Le scénario a un but clair et net : rétablir la chronologie de la vie d’Olympe de Gouges de sa naissance à sa mort. L’introduction est vraiment longuette, car le scénario s’attarde beaucoup sur l’enfance de l’héroïne afin de montrer toutes les discriminations et autres travers de la société de l’époque qu’elle a pu rencontrer et qui ont pu influencer son futur combat politique. Une très grande justesse historique est recherché dans les événements dépeints, mais certains faits donnent l’impression d’être utilisés pour façonner l’image de cette héroïne que voulaient les auteurs, malgré les contradictions que cela suscite, comme le choix par Louis XIV de Versailles qui est très mal justifié ou bien l’organisation du Serment du Jeu de Paume qui apparaît ici consensuelle parmi l’Assemblée constituante ce qui fut loin d’être le cas. Reconnaissons en tout cas un style pédagogique assez engageant, qui cherche à nous exercer l’esprit étape par étape et qui, malgré tout, nous offre là un beau conte sur le féminisme qui mériterait d’être davantage mis en valeur, car tant d’inégalités et de mauvais réflexes sexistes sont encore tenaces de nos jours.
Qui dit biographie, même en bande dessinée, dit des choix compliqués à réaliser. Le récit initiatique de cette Olympe de Gouges qu’on nous propose est un poil naïf au départ, puis gentillet pendant un petit moment, surtout quand ladite Olympe tantôt se décide sur un coup de tête d’embaucher un précepteur, tantôt s’étonne d’un rien alors qu’elle se veut plutôt débrouillarde, d’autant qu’elle se fiche comme de sa première chaussette de « lancer une rumeur dans le tout Paris ». Cette insouciance me gène, je l’avoue, d’autant que tout lui vient comme par enchantement, mais, au moins, il faut saluer son enthousiasme de tous les instants. Ces différents choix me gênent car ils faussent l’idée volontariste et réformiste de cette héroïne. En effet, je trouve dommage de suivre une histoire où l’aspect libertaire d’Olympe de Gouges est toujours exploité du point de vue de sa frivolité ; je suis déçu que l’aura du personnage principal soit éclipsée dès qu’un autre personnage historique (superbes Jean-Jacques Rousseau et Benjamin Franklin, par exemple) apparaît ; enfin, je trouve aussi bien réducteur de voir les débats de l’époque ramenés à la portion congrue. Bref, des choix qui ne me satisfassent pas, sans pour autant être des points majeurs de l’intrigue générale.

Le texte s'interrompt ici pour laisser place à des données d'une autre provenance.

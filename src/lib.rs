//! # GSDR: Generative Sparse Distributed Representations
//!
//! A single-layer competitive sparse-coding network that learns its dictionary
//! online and generates outputs from a conditioning ("forced latent") vector
//! alone:
//!
//! - **Encode**: input + forced latent → k-sparse binary code via rank-based
//!   competitive inhibition
//! - **Learn**: winners-only delta-rule dictionary update from the
//!   reconstruction residual, plus a homeostatic bias regulator that balances
//!   long-run firing frequency across the dictionary
//! - **Generate**: forced latent alone → reconstruction, no input required
//!
//! ## Example
//!
//! ```rust
//! use gsdr::{Gsdr, GsdrConfig};
//!
//! let config = GsdrConfig {
//!     input_dim: 16,
//!     hidden: 64,
//!     latent_dim: 4,
//!     ..GsdrConfig::default()
//! };
//! let mut model = Gsdr::random(&config, 42).unwrap();
//!
//! // One-hot conditioning: class 2
//! let mut latent = vec![0.0; 4];
//! latent[2] = 1.0;
//!
//! let input = vec![0.5; 16];
//! let inference = model.learn(&input, &latent, 0.0015, 0.03).unwrap();
//! assert_eq!(inference.reconstruction.len(), 16);
//!
//! // Generate from the latent code alone
//! let generated = model.generate(&latent).unwrap();
//! assert_eq!(generated.len(), 16);
//! ```
//!
//! ## Model structure
//!
//! The model holds H dictionary atoms. Each atom pairs an input-weight vector
//! (used both to score input match and to reconstruct when the atom fires),
//! a homeostatic bias, and a fixed latent prototype set at initialization.
//! Roughly `active_ratio * H` atoms fire per call; only firing atoms move
//! their weights.
//!
//! ## Caveats
//!
//! The network performs no defense against numerical divergence: overly large
//! learning rates can drive weights to NaN/Inf, and such values propagate
//! silently through subsequent calls. Callers own learning-rate hygiene.

pub mod compete;
pub mod inference;
pub mod model;
pub mod plasticity;

pub use inference::Inference;
pub use model::{DictionaryAtom, Gsdr, GsdrConfig};

#[derive(Debug, thiserror::Error)]
pub enum GsdrError {
    #[error("Invalid dimension: {0}")]
    InvalidDimension(String),

    #[error("Invalid weight range: min {min} exceeds max {max}")]
    InvalidWeightRange { min: f32, max: f32 },

    #[error("Dimension mismatch: expected {expected}, got {actual}")]
    DimensionMismatch { expected: usize, actual: usize },
}

pub type Result<T> = std::result::Result<T, GsdrError>;

#[cfg(test)]
mod tests {
    use super::*;

    #[test]
    fn test_basic_workflow() {
        let config = GsdrConfig {
            input_dim: 8,
            hidden: 32,
            latent_dim: 3,
            ..GsdrConfig::default()
        };
        let mut model = Gsdr::random(&config, 7).unwrap();

        let input = vec![0.25; 8];
        let latent = vec![1.0, 0.0, 0.0];

        let inference = model.learn(&input, &latent, 0.01, 0.001).unwrap();
        assert_eq!(inference.activations.len(), 32);
        assert_eq!(inference.states.len(), 32);
        assert_eq!(inference.reconstruction.len(), 8);

        let generated = model.generate(&latent).unwrap();
        assert_eq!(generated.len(), 8);
    }

    #[test]
    fn test_error_display() {
        let err = GsdrError::DimensionMismatch {
            expected: 784,
            actual: 10,
        };
        assert_eq!(err.to_string(), "Dimension mismatch: expected 784, got 10");

        let err = GsdrError::InvalidWeightRange {
            min: 0.5,
            max: -0.5,
        };
        assert!(err.to_string().contains("0.5"));
    }
}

Enfin, l’aspect graphique va peut-être en gêner quelques-uns parmi les lecteurs de ce roman graphique. Si le côté « roman » est très développé, le dessin paraît au premier abord comme moins enrichi. Le choix du noir et blanc n’apporte pas grand-chose, mais est au moins très lisible, ce qui n’est pas toujours le cas du lettrage en majuscule qui fausse trop souvent la lecture de certains passages. Je ne sais pas si c’est un effet de style, mais le dessin perd franchement de sa teneur au fur et à mesure, notamment passées les deux cent cinquante premières pages. En plus, dès l’apparition d’un personnage, on sait tout de suite, au trait utilisé, s’il sera un « gentil » ou « méchant » vis-à-vis de notre chère Olympe de Gouges. En revanche, pour rester sur le lettrage, qui prend d’autant plus d’importance que nous sommes dans du noir et blanc justement, les choix effectués pour les messes en latin et les onomatopées conviennent parfaitement et sont incrustés comme il faut dans les scènes concernées. Bizarrement, j’ai surtout adhéré aux scènes de déluge, dantesques et confuses, qui comblent bien mieux, et surtout utilement, les cases.
Malgré les quatre cents pages de récit et les nombreux bonus finaux, tout cela tient donc bien plus de l’évocation que de l’exposé sérieux, alors qu’un tel objet aurait pu être une référence en la matière, à la hauteur d’un ouvrage scientifique sur le sujet.